LITERATURA E CINEMA OU VICE-VERSA?

Foto e legenda da autoria de Lia Costa Carvalho, daqui.





Godard dit qu’entre cinéma et littérature,
«on est dans deux trains qui se croisent sans arrêt».

Jean-Louis Leutrat, “Deux trains qui se croisent sans arrêt”,
in Cinéma et littérature, le grand jeu, sous la direction de Jean-Louis Leutrat, Grenoble, De l’Incidence Editeur, 2010, p. 12.




Ao serem visionados, alguns filmes têm o condão de acordar zonas mais ou menos adormecidas na região das memórias literárias. Isso não acontece, por vezes, durante o primeiro visionamento, nem no momento do segundo, é preciso, em alguns casos, fazerem-se outras revisitações, como se o filme teimasse em não se mostrar por completo a quem o vê, pelo menos nos aspetos que com ele se relacionam, ou, em outras circunstâncias, como se a memória já estivesse arrumada em arquivo moribundo e se recusasse a ser incomodada no seu escaninho. De todas as formas, o despertar dessas memórias ocorre apenas quando o objeto fílmico se adensa, ganhando uma espessura semântica capaz de se fazer ecoar na bagagem literária do sujeito. Aparece, aqui, o leitor/ espectador-autor – aquele que, no momento da receção, a jusante da obra artística, com a sua leitura e o seu olhar, participa, junta uma adenda, o seu constructo, e contribui, dessa forma, para o estabelecimento de um modo novo de ler a literatura e o cinema.

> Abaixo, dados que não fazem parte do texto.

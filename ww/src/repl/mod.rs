//! Interactive REPL for WanderWise
//!
//! The terminal render surface: prints replies, the preference chooser and
//! recommendation cards grouped by column.

pub mod render;
mod session;

pub use session::ReplSession;

use eyre::{Context, Result};

use crate::config::Config;
use crate::images::create_finder;
use crate::layout::CardLayout;
use crate::llm::create_client;
use crate::prompts;
use crate::session::TripSession;

/// Run the interactive REPL
///
/// This is the main entry point for `ww chat`.
pub async fn run_interactive(config: &Config, initial_message: Option<String>) -> Result<()> {
    config.validate()?;

    let llm = create_client(&config.llm).context("Failed to create LLM client")?;
    let images = create_finder(&config.images).context("Failed to create image finder")?;
    let layout = CardLayout::from_config(&config.layout, &config.images)?;

    let session = TripSession::new(prompts::WANDERWISE, llm, images, layout)?;
    let mut repl = ReplSession::new(session);
    repl.run(initial_message).await
}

Vem-me à memória o filme Bom Povo Português (Rui Simões, 1980), que despertou em mim, no momento em que o vi pela segunda vez, uma ponte semântica, com o seu primeiro pilar principal neste filme e apoiando o segundo na obra literária Levantado do Chão (José Saramago, 1980). O espoletar do reconhecimento, neste caso da cena inaugural do filme, um parto aparentemente real, numa obra literária ou, antes, naquilo que de simbólico têm nela a personagem Maria Adelaide Espada e alguns dos quadros narrados, impeliu-me, num movimento de aproximação tanto ao filme como ao livro, a empreender, num e noutro "comboio", ao longo do percurso que fazem e no momento em que se cruzam,  uma busca minuciosa de outras identidades comuns que permitissem um diálogo entre as duas artes.

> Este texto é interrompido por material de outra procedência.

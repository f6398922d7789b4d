//! Recommendation detection and extraction
//!
//! Model replies are semi-structured text. The assistant is asked to format
//! suggestions as lettered lines such as
//!
//! ```text
//! A) **Banff National Park**:** Turquoise lakes and glaciers.
//! B) **Kyoto**:** Temples and gardens.
//! ```
//!
//! Detection is a coarse lexical gate; extraction keeps every line that
//! honors the prefix + delimiter convention and silently drops the rest.

mod detector;
mod extractor;
mod sanitizer;

pub use detector::{looks_like_option_list, looks_like_preference_question};
pub use extractor::{RecommendationRecord, extract};
pub use sanitizer::sanitize;

/// Markers whose presence anywhere in a reply suggests an option list
pub const OPTION_MARKERS: [&str; 3] = ["A)", "B)", "C)"];

/// Line prefixes that introduce a recommendation
pub const RECOMMENDATION_PREFIXES: [&str; 4] = ["A)", "B)", "C)", "D)"];

/// Separator between heading and description on a recommendation line
pub const HEADING_DELIMITER: &str = ":** ";

/// Lowercase substrings that together indicate the preference question
pub const PREFERENCE_CUES: [&str; 3] = ["tourist", "or", "path"];

/// Labels of the two-option preference chooser
pub const PREFERENCE_CHOICES: [&str; 2] = ["Tourist Spot", "Off the Beaten Path"];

O facto de o filme assinado por Rui Simões não poder ser etiquetado como filme de ficção (embora nele encontremos laivos de alguma liberdade criadora), mas, sim, como um documentário que pretende deixar registados alguns dos momentos mais importantes do tempo em que então se vivia (figurando um passado ainda muito recente) em Portugal e fora de portas, e de a obra de José Saramago poder ser lida como um texto poético (como se de um poema épico se tratasse no que ao assunto diz respeito – metonimicamente, a saga de uma família que está para todo um povo –, não respeitando, bem entendido, os aspetos formais do género) levou-me a esta referência.

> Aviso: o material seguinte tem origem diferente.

//! REPL session management

use colored::Colorize;
use eyre::Result;
use rustyline::DefaultEditor;
use rustyline::error::ReadlineError;
use tracing::{debug, info};

use super::render::{CHOOSER_TITLE, render_cards, render_choices};
use crate::conversation::{ConversationHistory, Role};
use crate::session::{TripSession, TurnOutcome};

/// Interactive REPL around one trip-planning session
pub struct ReplSession {
    session: TripSession,
}

impl ReplSession {
    pub fn new(session: TripSession) -> Self {
        Self { session }
    }

    /// Run the REPL main loop
    pub async fn run(&mut self, initial_message: Option<String>) -> Result<()> {
        self.print_welcome();

        if let Some(message) = initial_message {
            println!("{} {}", ">".bright_green(), message);
            self.process_user_input(&message).await?;
        }

        let mut rl = DefaultEditor::new().map_err(|e| eyre::eyre!("Failed to initialize readline: {}", e))?;

        loop {
            let readline = rl.readline(&format!("{} ", ">".bright_green()));

            match readline {
                Ok(line) => {
                    let input = line.trim();
                    if input.is_empty() {
                        continue;
                    }

                    let _ = rl.add_history_entry(input);

                    if input.starts_with('/') {
                        match self.handle_slash_command(input) {
                            SlashResult::Continue => continue,
                            SlashResult::Quit => break,
                        }
                    } else {
                        self.process_user_input(input).await?;
                    }
                }
                Err(ReadlineError::Interrupted) => {
                    // Ctrl+C - just show new prompt
                    println!("^C");
                    continue;
                }
                Err(ReadlineError::Eof) => {
                    println!();
                    break;
                }
                Err(err) => {
                    return Err(eyre::eyre!("Readline error: {}", err));
                }
            }
        }

        println!("Happy travels!");
        Ok(())
    }

    fn print_welcome(&self) {
        println!();
        println!("{}", "WanderWise: Your Travel Planner".bright_cyan().bold());
        println!("Where would you love to go for your next adventure?");
        println!("Type {} for help, {} to quit", "/help".yellow(), "/quit".yellow());
        println!();
    }

    fn handle_slash_command(&self, input: &str) -> SlashResult {
        let cmd = input.split_whitespace().next().unwrap_or("");
        debug!(%cmd, "handle_slash_command: called");

        match cmd {
            "/help" | "/h" => {
                self.print_help();
                SlashResult::Continue
            }
            "/quit" | "/q" | "/exit" => SlashResult::Quit,
            "/history" => {
                self.print_history();
                SlashResult::Continue
            }
            _ => {
                println!("{} Unknown command: {}", "?".yellow(), cmd);
                println!("Type {} for available commands", "/help".yellow());
                SlashResult::Continue
            }
        }
    }

    fn print_help(&self) {
        println!();
        println!("{}", "Available Commands:".bright_cyan());
        println!("  {:14} Show this help", "/help".yellow());
        println!("  {:14} Exit WanderWise", "/quit".yellow());
        println!("  {:14} Show conversation history", "/history".yellow());
        println!();
        println!("Press Ctrl+C while WanderWise is thinking to cancel that request.");
        println!();
    }

    fn print_history(&self) {
        println!();
        println!("{}", "Conversation History:".bright_cyan());
        for (i, turn) in self.session.history().to_list().iter().enumerate() {
            let role = match turn.role() {
                Role::System => "System".dimmed(),
                Role::User => "You".bright_green(),
                Role::Assistant => "WanderWise".bright_blue(),
            };
            let preview: String = turn.content().trim().chars().take(60).collect();
            let ellipsis = if turn.content().trim().chars().count() > 60 { "..." } else { "" };
            println!("  {}. {}: {}{}", i + 1, role, preview.replace('\n', " "), ellipsis);
        }
        println!();
    }

    /// Send one message, cancelling the request on Ctrl+C
    async fn process_user_input(&mut self, input: &str) -> Result<()> {
        println!("{}", "thinking...".dimmed());
        let turns_before = self.session.history().len();

        let outcome = tokio::select! {
            outcome = self.session.submit(input) => outcome?,
            _ = tokio::signal::ctrl_c() => {
                info!(session = %self.session.id(), "request cancelled by user");
                // Image lookups can be cut short after the reply was already recorded
                if let Some(reply) = reply_recorded_since(self.session.history(), turns_before) {
                    println!();
                    println!("{} {}", "WanderWise:".bright_blue().bold(), reply);
                    println!();
                }
                println!("{}", "Request cancelled.".yellow());
                return Ok(());
            }
        };

        self.print_outcome(&outcome);
        Ok(())
    }

    fn print_outcome(&self, outcome: &TurnOutcome) {
        println!();
        let reply = if outcome.generation_failed {
            outcome.reply.red().to_string()
        } else {
            outcome.reply.clone()
        };
        println!("{} {}", "WanderWise:".bright_blue().bold(), reply);
        println!();

        if let Some(choices) = outcome.preference_choices {
            print!("{}", render_choices(CHOOSER_TITLE, &choices));
            println!();
        }

        if !outcome.cards.is_empty() {
            print!("{}", render_cards(&outcome.cards, self.session.num_columns()));
        }
    }
}

/// Result of handling a slash command
enum SlashResult {
    Continue,
    Quit,
}

/// Assistant reply appended after `turns_before`, if the turn got that far
fn reply_recorded_since(history: &ConversationHistory, turns_before: usize) -> Option<&str> {
    history
        .to_list()
        .get(turns_before..)?
        .iter()
        .find(|turn| turn.role() == Role::Assistant)
        .map(|turn| turn.content())
}

#[cfg(test)]
mod tests {
    use super::*;
    use crate::conversation::Turn;

    fn history_with(turns: &[(Role, &str)]) -> ConversationHistory {
        let mut history = ConversationHistory::with_system_prompt("Plan trips").unwrap();
        for (role, content) in turns {
            history.append(Turn::new(*role, *content).unwrap()).unwrap();
        }
        history
    }

    #[test]
    fn test_reply_recorded_since_finds_new_reply() {
        let history = history_with(&[(Role::User, "Peru"), (Role::Assistant, "A) **Lima**:** Food.")]);
        assert_eq!(reply_recorded_since(&history, 1), Some("A) **Lima**:** Food."));
    }

    #[test]
    fn test_reply_recorded_since_ignores_earlier_replies() {
        let history = history_with(&[
            (Role::User, "Peru"),
            (Role::Assistant, "Tourist spot or off the beaten path?"),
            (Role::User, "Off the beaten path"),
        ]);
        // Cancelled during generation: only the new user turn was added
        assert_eq!(reply_recorded_since(&history, 3), None);
    }

    #[test]
    fn test_reply_recorded_since_past_end() {
        let history = history_with(&[]);
        assert_eq!(reply_recorded_since(&history, 5), None);
    }
}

Se não se soubesse que tanto o livro como o filme datam do mesmo ano, poder-se-ia aventar a possibilidade de o escritor se ter inspirado no filme para escrever o seu livro. A presença do cinema na literatura fica, neste caso, excluída. De igual forma, o contrário poderia ter sido, ainda que remotamente, uma eventualidade. O que, uma vez mais, não aconteceu. Embora o filme tenha sido começado em 1976 (curiosamente o mesmo ano em que o autor de Levantado do Chão se vê obrigado a abandonar as funções que desempenhava no Diário de Notícias e se refugia em Lavre, Montemor-o-Novo, com a intenção de pôr em formato de livro o Alentejo e a sua gente), só foi estreado em 1980, na Figueira da Foz, tendo, mais tarde e ainda nesse mesmo ano, sido projetado em São Paulo e em Cartagena (Colômbia). A impressão de haver uma evidência à partida – Saramago inspirado por Rui Simões – revelou-se falaciosa (o realizador garante ter mostrado montagens do filme, entre 1976 e 1980, mas não a José Saramago, escritor que não conhecia nessa época); da mesma forma, a possibilidade de os pontos comuns encontrados serem explicados por influência inversa – Saramago inspirador de Rui Simões – é também refutada pelo próprio realizador.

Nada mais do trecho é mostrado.